_Task data_:
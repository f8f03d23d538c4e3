//! Context types for rule execution.

use std::path::{Path, PathBuf};

/// Context provided to per-file rules.
///
/// Carries the raw source alongside path metadata so rules can decode node
/// text and report locations relative to the checked root.
#[derive(Debug, Clone)]
pub struct FileContext<'a> {
    /// Absolute path to the file.
    pub path: &'a Path,
    /// File contents as a string.
    pub content: &'a str,
    /// Path relative to the checked root.
    pub relative_path: PathBuf,
}

impl<'a> FileContext<'a> {
    /// Creates a new file context.
    #[must_use]
    pub fn new(path: &'a Path, content: &'a str, root: &Path) -> Self {
        let relative_path = path
            .strip_prefix(root)
            .map_or_else(|_| path.to_path_buf(), Path::to_path_buf);

        Self {
            path,
            content,
            relative_path,
        }
    }

    /// Calculates the byte offset for a 1-indexed line and column.
    ///
    /// Returns the offset of the start of the file's last line if the
    /// position is out of bounds.
    #[must_use]
    pub fn offset_for(&self, line: usize, column: usize) -> usize {
        if line == 0 {
            return 0;
        }

        let mut offset = 0;
        for (i, line_content) in self.content.lines().enumerate() {
            if i + 1 == line {
                return offset + column.saturating_sub(1);
            }
            offset += line_content.len() + 1; // +1 for newline
        }

        offset
    }
}

#[cfg(test)]
mod tests {
    use super::*;

    #[test]
    fn relative_path_strips_root() {
        let ctx = FileContext::new(
            Path::new("/project/src/models.py"),
            "",
            Path::new("/project"),
        );
        assert_eq!(ctx.relative_path, PathBuf::from("src/models.py"));
    }

    #[test]
    fn relative_path_falls_back_to_full_path() {
        let ctx = FileContext::new(Path::new("/elsewhere/models.py"), "", Path::new("/project"));
        assert_eq!(ctx.relative_path, PathBuf::from("/elsewhere/models.py"));
    }

    #[test]
    fn offset_calculation() {
        let content = "line1\nline2\nline3";
        let ctx = FileContext::new(Path::new("t.py"), content, Path::new("."));

        assert_eq!(ctx.offset_for(1, 1), 0);
        assert_eq!(ctx.offset_for(2, 1), 6);
        assert_eq!(ctx.offset_for(2, 3), 8);
    }
}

_Work instructions_:
State only the number of lines in these entries that contain "models".

_Result of this exercise_:
4